Creating new fabrics via technology is a critical domain in fashion both in the sense of making new materials that are less wasteful in the process of production and in terms of creating these new fabrics to create quality products that are long-lasting and in some ways sustainable, meaning that the products used less polluted materials to manufacture.
Matthew Williams has taken on the challenges to adding high tech and industrial to each of the products he makes for his brand 1017 Alyx 9SM that he launched in 2015 with the clear intention of mixing street/luxury with whichever the trend wind blows – skating, punk, night club, surfing, and so forth. For this fall, Williams just shot a look book of his new products that included many of the familiar articles of clothing, bags, and shoes with his signature addition of dangling metal chains and metal buckles, with this season special micro rollercoaster buckle, which is a miniaturization of the original version now adorning jewelry to belts.
A red technical aviator jacket with a metal logo cotton shirt and straight-leg pants, a pony leather camp shirt with slim pants, or a red leather puffer coat comprised the more casual collection component. Williams is working with Caruso on some of the more tailored coats, suits, and vests shown made with a synthetic teddy that provides the comfort of fleece fabric with a little bit of rigidity to maintain
Technology aside, this 1017 Alyx 9SM collection feels dry and verging a bit on the dull side.

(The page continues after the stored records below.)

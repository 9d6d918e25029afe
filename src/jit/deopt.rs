//! Deoptimization
//!
//! Turns a failed speculation (or a throw, or a stale return address) in
//! compiled code into interpreter frames. The frame state recorded at the
//! exit point tells us every live value of every logical frame; values are
//! copied out and boxed, never recomputed.

use super::compiler::CompiledUnit;
use super::frame_state::{materialize, FrameStateId, Slot};
use super::tiering::{DeoptSite, Tier, TierManager};
use crate::bytecode::FunctionId;
use crate::error::{Error, Result};
use crate::interpreter::InterpreterFrame;
use crate::runtime::Value;
use rustc_hash::FxHashMap as HashMap;
use serde::Serialize;
use std::collections::VecDeque;
use std::fmt;
use std::sync::Arc;
use tracing::{debug, info};

/// Deopt history entries kept for inspection
const HISTORY_LIMIT: usize = 256;

/// Why compiled code gave up
#[derive(Debug, Clone, Copy, PartialEq, Eq, Hash, PartialOrd, Ord, Serialize)]
#[serde(rename_all = "camelCase")]
pub enum DeoptReason {
    /// A value had a type the code was not specialized for
    TypeMismatch,
    /// A receiver had a shape the code was not specialized for
    ShapeMismatch,
    /// An element load hit a hole in a packed array
    HoleEncountered,
    /// Control reached a branch never taken during profiling
    Unreachable,
    /// A call site saw a different callee
    WrongCalleeOrArity,
    /// Small-integer arithmetic left the int32 range or was inexact
    Overflow,
    /// An element load was out of bounds
    OutOfBounds,
    /// The code was invalidated while this frame was in a call
    LazyInvalidation,
    /// An exception has to be dispatched by the interpreter
    ExceptionUnwind,
    /// A debugger or intrinsic asked for it
    ExplicitRequest,
}

impl DeoptReason {
    pub fn as_str(self) -> &'static str {
        match self {
            DeoptReason::TypeMismatch => "type-mismatch",
            DeoptReason::ShapeMismatch => "shape-mismatch",
            DeoptReason::HoleEncountered => "hole",
            DeoptReason::Unreachable => "unreachable",
            DeoptReason::WrongCalleeOrArity => "wrong-callee",
            DeoptReason::Overflow => "overflow",
            DeoptReason::OutOfBounds => "out-of-bounds",
            DeoptReason::LazyInvalidation => "lazy",
            DeoptReason::ExceptionUnwind => "exception",
            DeoptReason::ExplicitRequest => "explicit",
        }
    }

    /// Whether the unit must never run again after this deopt
    pub fn invalidates_code(self) -> bool {
        !matches!(self, DeoptReason::LazyInvalidation | DeoptReason::ExceptionUnwind)
    }

    /// Whether the deopt is a failed speculation that can repeat
    pub fn counts_toward_ineligibility(self) -> bool {
        matches!(
            self,
            DeoptReason::TypeMismatch
                | DeoptReason::ShapeMismatch
                | DeoptReason::HoleEncountered
                | DeoptReason::Unreachable
                | DeoptReason::WrongCalleeOrArity
                | DeoptReason::Overflow
                | DeoptReason::OutOfBounds
        )
    }
}

impl fmt::Display for DeoptReason {
    fn fmt(&self, f: &mut fmt::Formatter<'_>) -> fmt::Result {
        f.write_str(self.as_str())
    }
}

/// How the innermost reconstructed frame continues
#[derive(Debug, Clone)]
pub enum ResumeAt {
    /// Re-execute the instruction at the recorded offset
    Before,
    /// The instruction at the recorded offset completed with this value
    After(Value),
    /// The instruction at the recorded offset threw this value
    Throw(Value),
}

/// A request to leave compiled code, produced by the executor
#[derive(Debug)]
pub struct DeoptExit {
    pub state: FrameStateId,
    pub reason: DeoptReason,
    pub resume: ResumeAt,
    pub slots: Vec<Slot>,
}

/// One deopt as kept in the history
#[derive(Debug, Clone, PartialEq, Serialize)]
#[serde(rename_all = "camelCase")]
pub struct DeoptRecord {
    pub function: String,
    pub function_id: u32,
    pub tier: Tier,
    pub reason: DeoptReason,
    /// Function and offset of the innermost frame
    pub site_function: u32,
    pub bytecode_offset: u32,
    /// Interpreter frames reconstructed
    pub frames: usize,
    pub invalidated: bool,
    pub made_ineligible: bool,
}

/// Result of a deopt: the frames to continue in the interpreter
#[derive(Debug)]
pub struct Deoptimization {
    pub frames: Vec<InterpreterFrame>,
    pub resume: ResumeAt,
    pub record: DeoptRecord,
}

/// Performs deopts and keeps their history
#[derive(Debug, Default)]
pub struct DeoptimizationEngine {
    history: VecDeque<DeoptRecord>,
    by_reason: HashMap<DeoptReason, u64>,
    total: u64,
}

impl DeoptimizationEngine {
    pub fn new() -> Self {
        Self::default()
    }

    /// Leave `unit` through the frame state named by `exit`.
    ///
    /// Reconstruction cannot fail once a unit exists: coverage was verified
    /// when it was compiled, so a missing entry here is an engine defect.
    pub fn trigger(
        &mut self,
        tiers: &mut TierManager,
        unit: &CompiledUnit,
        exit: DeoptExit,
    ) -> Result<Deoptimization> {
        let entry = unit
            .frame_states
            .get(exit.state)
            .ok_or(Error::FrameStateCoverageGap {
                function: unit.function,
                lir_index: usize::MAX,
            })?;

        let mut frames = Vec::with_capacity(entry.depth());
        for frame in materialize(entry, &exit.slots) {
            let code = unit
                .code_for(frame.function)
                .ok_or_else(|| Error::internal(format!("no bytecode for {} in {}", frame.function, unit.name)))?;
            frames.push(InterpreterFrame::resume(Arc::clone(code), frame.bytecode_offset, frame.registers));
        }
        let (site_function, bytecode_offset) = entry
            .innermost()
            .map(|f| (f.function, f.bytecode_offset))
            .unwrap_or((unit.function, 0));

        let invalidated = exit.reason.invalidates_code() && unit.is_valid();
        if invalidated {
            tiers.invalidate_unit(unit);
        }
        let site = DeoptSite {
            function: site_function,
            pc: bytecode_offset,
        };
        let made_ineligible = tiers.note_deopt(unit.function, site, exit.reason);

        let record = DeoptRecord {
            function: unit.name.clone(),
            function_id: unit.function.0,
            tier: unit.tier,
            reason: exit.reason,
            site_function: site_function.0,
            bytecode_offset,
            frames: frames.len(),
            invalidated,
            made_ineligible,
        };
        if exit.reason.counts_toward_ineligibility() {
            info!(
                function = %unit.name,
                reason = %exit.reason,
                pc = bytecode_offset,
                frames = frames.len(),
                "deoptimized"
            );
        } else {
            debug!(
                function = %unit.name,
                reason = %exit.reason,
                pc = bytecode_offset,
                "left compiled code"
            );
        }
        self.remember(record.clone());

        Ok(Deoptimization {
            frames,
            resume: exit.resume,
            record,
        })
    }

    fn remember(&mut self, record: DeoptRecord) {
        self.total += 1;
        *self.by_reason.entry(record.reason).or_insert(0) += 1;
        if self.history.len() == HISTORY_LIMIT {
            self.history.pop_front();
        }
        self.history.push_back(record);
    }

    pub fn history(&self) -> impl Iterator<Item = &DeoptRecord> {
        self.history.iter()
    }

    /// Most recent deopt of `function`
    pub fn last_for(&self, function: FunctionId) -> Option<&DeoptRecord> {
        self.history.iter().rev().find(|r| r.function_id == function.0)
    }

    pub fn count(&self, reason: DeoptReason) -> u64 {
        self.by_reason.get(&reason).copied().unwrap_or(0)
    }

    pub fn total(&self) -> u64 {
        self.total
    }

    /// Counts per reason, sorted by reason
    pub fn counts(&self) -> Vec<(DeoptReason, u64)> {
        let mut counts: Vec<_> = self.by_reason.iter().map(|(r, c)| (*r, *c)).collect();
        counts.sort();
        counts
    }
}

#[cfg(test)]
mod tests {
    use super::*;
    use crate::bytecode::{BinaryOp, FunctionBuilder, Instruction, Program};
    use crate::config::EngineConfig;
    use crate::jit::compiler::{CompileRequest, CompilerOptions, Lir, SpeculativeCompiler};
    use crate::jit::feedback::FeedbackStore;
    use pretty_assertions::assert_eq;
    use rustc_hash::FxHashMap;

    fn optimized_add() -> (Program, Arc<CompiledUnit>) {
        let mut program = Program::new();
        let mut b = FunctionBuilder::new("add", 2);
        let r = b.register();
        b.emit(Instruction::Binary { op: BinaryOp::Add, dst: r, lhs: 0, rhs: 1 });
        b.emit(Instruction::Return { src: r });
        let id = program.add(b).unwrap();
        let code = Arc::clone(program.get(id).unwrap());

        let mut store = FeedbackStore::new(4);
        store.begin_invocation(id, code.version);
        store.record_arithmetic(id, 0, &Value::Smi(1), Some(&Value::Smi(2)), &Value::Smi(3));
        let request = CompileRequest {
            function: id,
            tier: Tier::Optimized,
            ticket: 1,
            osr_entry: None,
            feedback: store.snapshot(id, code.version),
            code,
            candidates: FxHashMap::default(),
        };
        let compiler = SpeculativeCompiler::new(CompilerOptions::from(&EngineConfig::default()));
        (program, Arc::new(compiler.compile(&request).unwrap()))
    }

    fn first_guard_state(unit: &CompiledUnit) -> FrameStateId {
        unit.lir
            .iter()
            .find_map(|l| match l {
                Lir::CheckSmi { state, .. } => Some(*state),
                _ => None,
            })
            .unwrap()
    }

    #[test]
    fn test_reason_classification() {
        assert!(DeoptReason::TypeMismatch.invalidates_code());
        assert!(DeoptReason::ExplicitRequest.invalidates_code());
        assert!(!DeoptReason::LazyInvalidation.invalidates_code());
        assert!(!DeoptReason::ExceptionUnwind.invalidates_code());
        assert!(!DeoptReason::ExplicitRequest.counts_toward_ineligibility());
        assert!(DeoptReason::Overflow.counts_toward_ineligibility());
    }

    #[test]
    fn test_trigger_reconstructs_frame_and_invalidates() {
        let (_program, unit) = optimized_add();
        let mut tiers = TierManager::new(&EngineConfig::default());
        tiers.record_mut(unit.function, "add");
        tiers.install(Arc::clone(&unit));

        let mut deopt = DeoptimizationEngine::new();
        let slots = vec![Slot::Tagged(Value::string("x")), Slot::Tagged(Value::Smi(2)), Slot::default()];
        let result = deopt
            .trigger(
                &mut tiers,
                &unit,
                DeoptExit {
                    state: first_guard_state(&unit),
                    reason: DeoptReason::TypeMismatch,
                    resume: ResumeAt::Before,
                    slots,
                },
            )
            .unwrap();

        assert_eq!(result.frames.len(), 1);
        let frame = &result.frames[0];
        assert_eq!(frame.pc, 0);
        assert_eq!(frame.registers, vec![Value::string("x"), Value::Smi(2), Value::Undefined]);
        assert!(!unit.is_valid());
        assert_eq!(tiers.tier(unit.function), Tier::Interpreted);
        assert_eq!(deopt.count(DeoptReason::TypeMismatch), 1);
        assert_eq!(deopt.last_for(unit.function).unwrap().reason, DeoptReason::TypeMismatch);
    }

    #[test]
    fn test_exception_unwind_keeps_code() {
        let (_program, unit) = optimized_add();
        let mut tiers = TierManager::new(&EngineConfig::default());
        tiers.record_mut(unit.function, "add");
        let mut deopt = DeoptimizationEngine::new();
        let slots = vec![Slot::Tagged(Value::Smi(1)), Slot::Tagged(Value::Smi(2)), Slot::default()];
        let result = deopt
            .trigger(
                &mut tiers,
                &unit,
                DeoptExit {
                    state: first_guard_state(&unit),
                    reason: DeoptReason::ExceptionUnwind,
                    resume: ResumeAt::Throw(Value::string("boom")),
                    slots,
                },
            )
            .unwrap();
        assert!(unit.is_valid());
        assert!(!result.record.invalidated);
        assert!(matches!(result.resume, ResumeAt::Throw(_)));
    }

    #[test]
    fn test_unknown_state_is_a_coverage_gap() {
        let (_program, unit) = optimized_add();
        let mut tiers = TierManager::new(&EngineConfig::default());
        let mut deopt = DeoptimizationEngine::new();
        let err = deopt
            .trigger(
                &mut tiers,
                &unit,
                DeoptExit {
                    state: FrameStateId(999),
                    reason: DeoptReason::TypeMismatch,
                    resume: ResumeAt::Before,
                    slots: Vec::new(),
                },
            )
            .unwrap_err();
        assert!(err.is_fatal());
    }
}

Most of the apparel items seem overly repetitive. Certainly, they lack any creative innovations in design except perhaps for the applications of the new integrated chain now enmeshed somewhere along with the necklines of garments ‘to serve a functional purpose and add adornment to the garment’ according to the look book document. The knee-length brownish denim jacket with matching jeans looks silly at best.